Mlh1-Pms1 Generates Two Patterns of Single-Stranded Gaps On Plasmid Substrates.
为了进一步表征缺口的形成,研究人员用限制性内切酶(如NotI)消化Mlh1-Pms1切除产物,通过监测对切割敏感的双链DNA转化为抗切割的含单链缺口的DNA来追踪切除过程。他们发现,NotI抗性产物DNA的量随着Mlh1-Pms1孵育时间的增加而增加。这种抗性产物的形成依赖于Msh2-Msh6的错配识别和Mlh1-Pms1的内切酶活性。此外,在含有+T、AC、TG或CC错配的底物中,均观察到了限制性内切酶抗性产物DNA的形成,并且这种抗性在ApaI、NspI和SacI等多种酶切位点都存在,表明Mlh1-Pms1在错配周围产生了广泛的单链区域。
Mlh1-Pms1 Catalyzes the Formation of a Broad Range of Single-Stranded Gap Sizes.
为了深入了解单链缺口的特征,研究人员通过电子显微镜(EM)直接观察了Mlh1-Pms1切除产物。他们用大肠杆菌单链DNA结合蛋白(SSB)染色单链区域,发现单链缺口的大小范围很广,从很小的缺口到几乎覆盖整个底物大小的缺口都有。虽然大多数含缺口的产物只包含一个缺口,但也观察到了含有2到6个缺口的产物。含有单个缺口的分子平均缺口长度为181纳米(约1553个核苷酸),而含有多个缺口的分子中的缺口往往更短,平均大小为37纳米(约317个核苷酸)。这些结果直接证实了Mlh1-Pms1能够催化产生大小不一的单链缺口。
Mlh1-Pms1 Generates Two Patterns of Single-Stranded Gaps On Plasmid Substrates.
为了精确绘制Mlh1-Pms1产生的单链缺口图谱,研究人员使用了单链DNA特异性胞苷脱氨酶APOBEC3A。
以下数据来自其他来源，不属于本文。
// Copyright 2025 Pageflow (https://github.com/pageflow-rs/pageflow)
//
// This program is free software: you can redistribute it and/or modify
// it under the terms of the GNU Affero General Public License as published by
// the Free Software Foundation, either version 3 of the License, or
// (at your option) any later version.
//
// This program is distributed in the hope that it will be useful,
// but WITHOUT ANY WARRANTY; without even the implied warranty of
// MERCHANTABILITY or FITNESS FOR A PARTICULAR PURPOSE. See the
// GNU Affero General Public License for more details.
//
// You should have received a copy of the GNU Affero General Public License
// along with this program. If not, see <https://www.gnu.org/licenses/>.

//! Configuration for pager behavior.

use serde::{Deserialize, Serialize};

/// Default number of records pulled from the source per `fetch_more` call.
pub const DEFAULT_BATCH_SIZE: usize = 100;

/// Default number of records per page for the stock sizing strategy.
pub const DEFAULT_RECORDS_PER_PAGE: usize = 10;

/// Tuning knobs for one pagination session.
///
/// Batch size trades source round-trips against latency of the first page;
/// records-per-page only matters when the stock fixed-count sizing strategy
/// is in use.
#[derive(Debug, Clone, PartialEq, Eq, Serialize, Deserialize)]
pub struct PagerConfig {
    /// Name of this pager, used in log events to tell sessions apart.
    pub name: String,

    /// Records pulled from the source per `fetch_more` call. Values below 1
    /// are treated as 1.
    pub batch_size: usize,

    /// Records per page for the stock sizing strategy.
    pub records_per_page: usize,
}

impl Default for PagerConfig {
    fn default() -> Self {
        Self {
            name: "pageflow".to_owned(),
            batch_size: DEFAULT_BATCH_SIZE,
            records_per_page: DEFAULT_RECORDS_PER_PAGE,
        }
    }
}

impl PagerConfig {
    /// Config for interactive surfaces: small batches, first page fast.
    pub fn interactive(name: impl Into<String>) -> Self {
        Self {
            name: name.into(),
            batch_size: 20,
            records_per_page: DEFAULT_RECORDS_PER_PAGE,
        }
    }

    /// Config for `fetch_all`-heavy flows: large batches, fewer lock trips.
    pub fn bulk(name: impl Into<String>) -> Self {
        Self {
            name: name.into(),
            batch_size: 500,
            records_per_page: DEFAULT_RECORDS_PER_PAGE,
        }
    }

    /// Config with explicit sizes.
    pub fn custom(name: impl Into<String>, batch_size: usize, records_per_page: usize) -> Self {
        Self {
            name: name.into(),
            batch_size,
            records_per_page,
        }
    }
}
// Copyright 2025 Pageflow (https://github.com/pageflow-rs/pageflow)
//
// This program is free software: you can redistribute it and/or modify
// it under the terms of the GNU Affero General Public License as published by
// the Free Software Foundation, either version 3 of the License, or
// (at your option) any later version.
//
// This program is distributed in the hope that it will be useful,
// but WITHOUT ANY WARRANTY; without even the implied warranty of
// MERCHANTABILITY or FITNESS FOR A PARTICULAR PURPOSE. See the
// GNU Affero General Public License for more details.
//
// You should have received a copy of the GNU Affero General Public License
// along with this program. If not, see <https://www.gnu.org/licenses/>.

//! Pageflow Core
//!
//! Fundamental data structures and contracts for the pageflow pagination
//! pipeline: records, pages, bit-flag qualities and orderings, errors and
//! configuration.

pub mod config;
pub mod error;
pub mod flag;
pub mod language;
pub mod record;

pub use config::{PagerConfig, DEFAULT_BATCH_SIZE, DEFAULT_RECORDS_PER_PAGE};
pub use error::{BoxError, PageflowError, Result};
pub use flag::{
    FlagSet, InvalidFlagBits, NoQuality, OrderingFlag, QualityFlag, ANY_ORDERING, ANY_QUALITY,
    FIRST_FLAG_BIT,
};
pub use language::Language;
pub use record::{Page, PageBook, Record};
他们用APOBEC3A处理Mlh1-Pms1切除产物,然后通过测序检测C > T的转换,这些转换只发生在被APOBEC3A脱氨的单链区域。
与Exo1切除对照(产生从NaeI切口位点开始、向5'-to-3'方向延伸的连续脱氨条带)不同,Mlh1-Pms1切除产物显示出两种不同的脱氨模式。大约60%的质粒含有短且通常是多个的脱氨条带(中位长度17个核苷酸),这些条带并不从NaeI切口开始,这与EM观察到的短单链缺口一致。另外约40%的质粒含有一个连续的脱氨条带,类似于Exo1产生的条带;这些条带从NaeI切口处或附近开始,向5'-to-3'方向延伸385至767个核苷酸,这与EM观察到的长单链缺口一致。
Discussion
本研究通过体外生化重构,首次证实了Mlh1-Pms1内切酶能够直接介导不依赖于Exo1和Rad27的错配切除。Mlh1-Pms1在错配附近产生链特异性的单链缺口,从而切除错配。这一发现揭示了MMR的第三条核心切除通路,与Exo1依赖通路和Rad27依赖通路一起,共同构成了真核生物MMR的完整切除机制,解释了Mlh1-Pms1在MMR中的普遍需求。